La gesta cristera en Sonora

Segunda parte

Pedro Ángel Moroyoqui Duran

El enfrentamiento

Don José Noriega añade en su misiva que se enviaron efectivos militares a esos pueblos para reducirlos al orden. En Huásabas la pequeña fuerza armada de cristeros se refugió en los picachos del cerro que está frente al poblado, esta les proporcionaba una excelente vista de todo el valle que le permitía detectar al enemigo desde muy lejos si este partía en su búsqueda, pero soldados bisoños al fin, descuidaron la retaguardia, debieron de haber colocado vigías del otro lado del cerro, para asegurarse que por aquel frente tampoco serían atacados, finalmente los soldados federales les cayeron por el lado de Bacadéhuchi.

Las tropas del gobierno, se comunicaron por medio del telégrafo con otro destacamento estacionado en Bacadéhuachi, el cual  contrató a un vecino del pueblo, gran conocedor del terreno, don José Juan Moreno Villezcusa, hijo de don Maximiliano Moreno Mella de Huásabas, el cual, condujo a las tropas por el rancho del Saucito, posteriormente las llevó por veredas y caminos  del lado oriental, sorprendiendo a los cristeros que se encontraban por la cara occidental del cerro.

 Los cristeros tampoco presentaron batalla, eran muy pocos y carecían por completo de experiencia militar,  a los primeros disparos, salieron huyendo en desbandada y se refugiaron en un predio denominado “Los Nogales”, un lugar cercano al Rancho Seco (donde por muchos años ranchó Pedro Tarazón), solo dos cristeros granadeños resultaron heridos en la escaramuza, uno de ellos fue Julio Fimbres que herido en una pierna,  se escondió en el carrizal, un lugar cercano al Cajón de los Pilares, el otro fue  Manuel Arvizu, que se refugió en el rancho de las Cuevas, entre los cristeros andaba un joven seminarista, que después fue el padre Jesús Noriega Trujillo, oriundo del pueblo de Huásabas y  apodado por sus compañeros seminaristas como “El Coyote”.

Don Oscar Bartolini, cuñado de don Francisco Fimbres Noriega (tío Chirango),  encargado de proporcionar alimentos a la fuerza de cristeros,  se dirigió al rancho donde estaban escondidos y junto con los alimentos entregó un mensaje del gobierno, este les ofrecía la amnistía, es decir otorgaba un perdón general sin ningún tipo de represalias a cambio de que depusieran las armas.

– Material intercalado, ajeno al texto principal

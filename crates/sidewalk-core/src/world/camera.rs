use crate::config::WorldConfig;
use crate::core::physics::lerp;
use crate::player::PlayerMotion;

/// Extra distance past the dead zone edge before a stopped player is recentred.
const RECENTRE_SLACK: f64 = 20.0;
/// Direction used while a walking player heads back into the dead zone.
const RETURN_CREEP: f64 = 0.5;
/// Direction used to recentre a stopped player.
const IDLE_CREEP: f64 = 0.3;
/// Fraction of the viewport past which the player counts as far right.
const FAR_RIGHT_FRACTION: f64 = 0.7;
/// Below this magnitude the camera holds still.
const MIN_DIRECTION: f64 = 0.01;

/// Horizontal scroll camera with a dead zone and a one-way frontier.
///
/// `camera_x` grows as the world scrolls forward. `frontier_x` records the
/// furthest point reached; the camera never falls behind it by more than
/// `frontier_slack`.
#[derive(Debug, Clone)]
pub struct ScrollCamera {
    /// Cumulative camera offset in world units.
    pub camera_x: f64,
    /// Furthest forward `camera_x` reached so far.
    pub frontier_x: f64,
    /// Smoothed scroll direction in [-1, 1].
    pub direction: f64,
    /// Direction chosen by the dead-zone policy on the last update.
    pub target: f64,
    viewport_width: f64,
    dead_zone_fraction: f64,
    lerp_rate: f64,
    frontier_slack: f64,
}

impl ScrollCamera {
    pub fn new(viewport_width: f64, config: &WorldConfig) -> Self {
        Self {
            camera_x: 0.0,
            frontier_x: 0.0,
            direction: 0.0,
            target: 0.0,
            viewport_width,
            dead_zone_fraction: config.dead_zone_fraction,
            lerp_rate: config.direction_lerp_rate,
            frontier_slack: config.frontier_slack,
        }
    }

    pub fn set_viewport_width(&mut self, width: f64) {
        self.viewport_width = width;
    }

    pub fn dead_zone_width(&self) -> f64 {
        self.viewport_width * self.dead_zone_fraction
    }

    /// Left and right edges of the dead zone.
    pub fn dead_zone(&self) -> (f64, f64) {
        let center = self.viewport_width * 0.5;
        let half = self.dead_zone_width() / 2.0;
        (center - half, center + half)
    }

    /// Pick the direction the camera should head toward for this frame.
    pub fn target_direction(&self, motion: &PlayerMotion, player_x: f64) -> f64 {
        let (left, right) = self.dead_zone();

        if motion.is_walking && motion.walk_direction != 0.0 {
            if player_x >= left && player_x <= right {
                0.0
            } else if player_x < left && motion.walk_direction < 0.0 {
                motion.walk_direction
            } else if player_x > right && motion.walk_direction > 0.0 {
                motion.walk_direction
            } else if player_x < left {
                RETURN_CREEP
            } else {
                -RETURN_CREEP
            }
        } else {
            let offset = player_x - self.viewport_width * 0.5;
            if offset.abs() > self.dead_zone_width() / 2.0 + RECENTRE_SLACK {
                IDLE_CREEP.copysign(offset)
            } else {
                0.0
            }
        }
    }

    /// Ease `direction` toward the policy target.
    pub fn steer(&mut self, motion: &PlayerMotion, player_x: f64, dt: f64) {
        self.target = self.target_direction(motion, player_x);
        self.direction = lerp(self.direction, self.target, self.lerp_rate * dt).clamp(-1.0, 1.0);
    }

    pub fn is_scrolling(&self) -> bool {
        self.direction.abs() > MIN_DIRECTION
    }

    /// Apply the frontier rules to a proposed scroll distance, move the
    /// camera, and return the distance actually travelled.
    pub fn advance(&mut self, distance: f64, player_x: f64) -> f64 {
        let mut distance = distance;

        if self.direction < 0.0 {
            let proposed = self.camera_x + distance;
            if proposed < self.frontier_x {
                let far_right = player_x > self.viewport_width * FAR_RIGHT_FRACTION;
                let centring = self.target.abs() < RETURN_CREEP;
                if far_right && centring {
                    distance = -distance.abs().min(self.frontier_slack);
                    // Never more than the slack behind the frontier in total.
                    let floor = self.frontier_x - self.frontier_slack;
                    if self.camera_x + distance < floor {
                        distance = (floor - self.camera_x).min(0.0);
                    }
                } else {
                    distance = (self.frontier_x - self.camera_x).min(0.0);
                    self.direction = 0.0;
                }
            }
        } else if self.direction > 0.0 {
            let proposed = self.camera_x + distance;
            if proposed > self.frontier_x {
                self.frontier_x = proposed;
            }
        }

        self.camera_x += distance;
        distance
    }

    pub fn reset(&mut self) {
        self.camera_x = 0.0;
        self.frontier_x = 0.0;
        self.direction = 0.0;
        self.target = 0.0;
    }
}

#[cfg(test)]
mod tests {
    use super::*;

    fn camera() -> ScrollCamera {
        ScrollCamera::new(1280.0, &WorldConfig::default())
    }

    fn walking(dir: f64) -> PlayerMotion {
        PlayerMotion {
            is_walking: true,
            walk_direction: dir,
            ..Default::default()
        }
    }

    #[test]
    fn dead_zone_is_centred() {
        let (l, r) = camera().dead_zone();
        assert_eq!(l, 640.0 - 96.0);
        assert_eq!(r, 640.0 + 96.0);
    }

    #[test]
    fn target_policy() {
        let cam = camera();
        assert_eq!(cam.target_direction(&walking(1.0), 640.0), 0.0);
        assert_eq!(cam.target_direction(&walking(1.0), 900.0), 1.0);
        assert_eq!(cam.target_direction(&walking(-1.0), 100.0), -1.0);
        assert_eq!(cam.target_direction(&walking(-1.0), 900.0), -0.5);
        assert_eq!(cam.target_direction(&walking(1.0), 100.0), 0.5);

        let idle = PlayerMotion::default();
        assert_eq!(cam.target_direction(&idle, 640.0 + 110.0), 0.0);
        assert_eq!(cam.target_direction(&idle, 640.0 + 120.0), 0.3);
        assert_eq!(cam.target_direction(&idle, 640.0 - 120.0), -0.3);
    }

    #[test]
    fn steer_eases_toward_target() {
        let mut cam = camera();
        cam.steer(&walking(1.0), 900.0, 0.05);
        assert!((cam.direction - 0.5).abs() < 1e-12);
        cam.steer(&walking(1.0), 900.0, 0.05);
        assert!((cam.direction - 0.75).abs() < 1e-12);
        // A step past the target is clamped to the unit range.
        cam.steer(&walking(1.0), 900.0, 0.5);
        assert_eq!(cam.direction, 1.0);
    }

    #[test]
    fn forward_scroll_raises_frontier() {
        let mut cam = camera();
        cam.direction = 1.0;
        assert_eq!(cam.advance(10.0, 900.0), 10.0);
        assert_eq!(cam.frontier_x, 10.0);
        cam.direction = -1.0;
        cam.target = -1.0;
        assert_eq!(cam.advance(-4.0, 300.0), 0.0);
        assert_eq!(cam.camera_x, 10.0);
        assert_eq!(cam.direction, 0.0);
    }

    #[test]
    fn far_right_centring_is_bounded() {
        let mut cam = camera();
        cam.direction = -0.3;
        cam.target = -0.3;
        let player_x = 1280.0 * 0.8;
        for _ in 0..200 {
            cam.direction = -0.3;
            cam.advance(-60.0, player_x);
            assert!(cam.camera_x >= cam.frontier_x - 50.0);
        }
        assert_eq!(cam.camera_x, -50.0);
    }

    #[test]
    fn far_right_without_centring_stops_at_frontier() {
        let mut cam = camera();
        cam.direction = -1.0;
        cam.target = -0.5;
        assert_eq!(cam.advance(-5.0, 1100.0), 0.0);
        assert_eq!(cam.direction, 0.0);
    }

    #[test]
    fn behind_frontier_never_snaps_forward() {
        let mut cam = camera();
        cam.camera_x = -30.0;
        cam.direction = -0.2;
        cam.target = 0.0;
        assert_eq!(cam.advance(-3.0, 600.0), 0.0);
        assert_eq!(cam.camera_x, -30.0);
    }
}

Todos ellos se entregaron menos “El Chicapuz”, que al final terminó por entregarse, recibiendo la amnistía por parte del gobierno, posteriormente los soldados se encuartelaron en Granados para evitar más alzamientos

En Huásabas solo hubo una baja y ni siquiera en un enfrentamiento con las tropas del gobierno, esto ocurrió por desconocer los protocolos de la ordenanza militar, la víctima fue don Manuel Zepeda, padre de la señora Beatriz Zepeda, mejor conocida como “la Tichi de Pancho”, don Manuel no supo contestar el santo y seña del quien vive, al no recibir contestación, la guardia accionó sus armas y lo mató al instante.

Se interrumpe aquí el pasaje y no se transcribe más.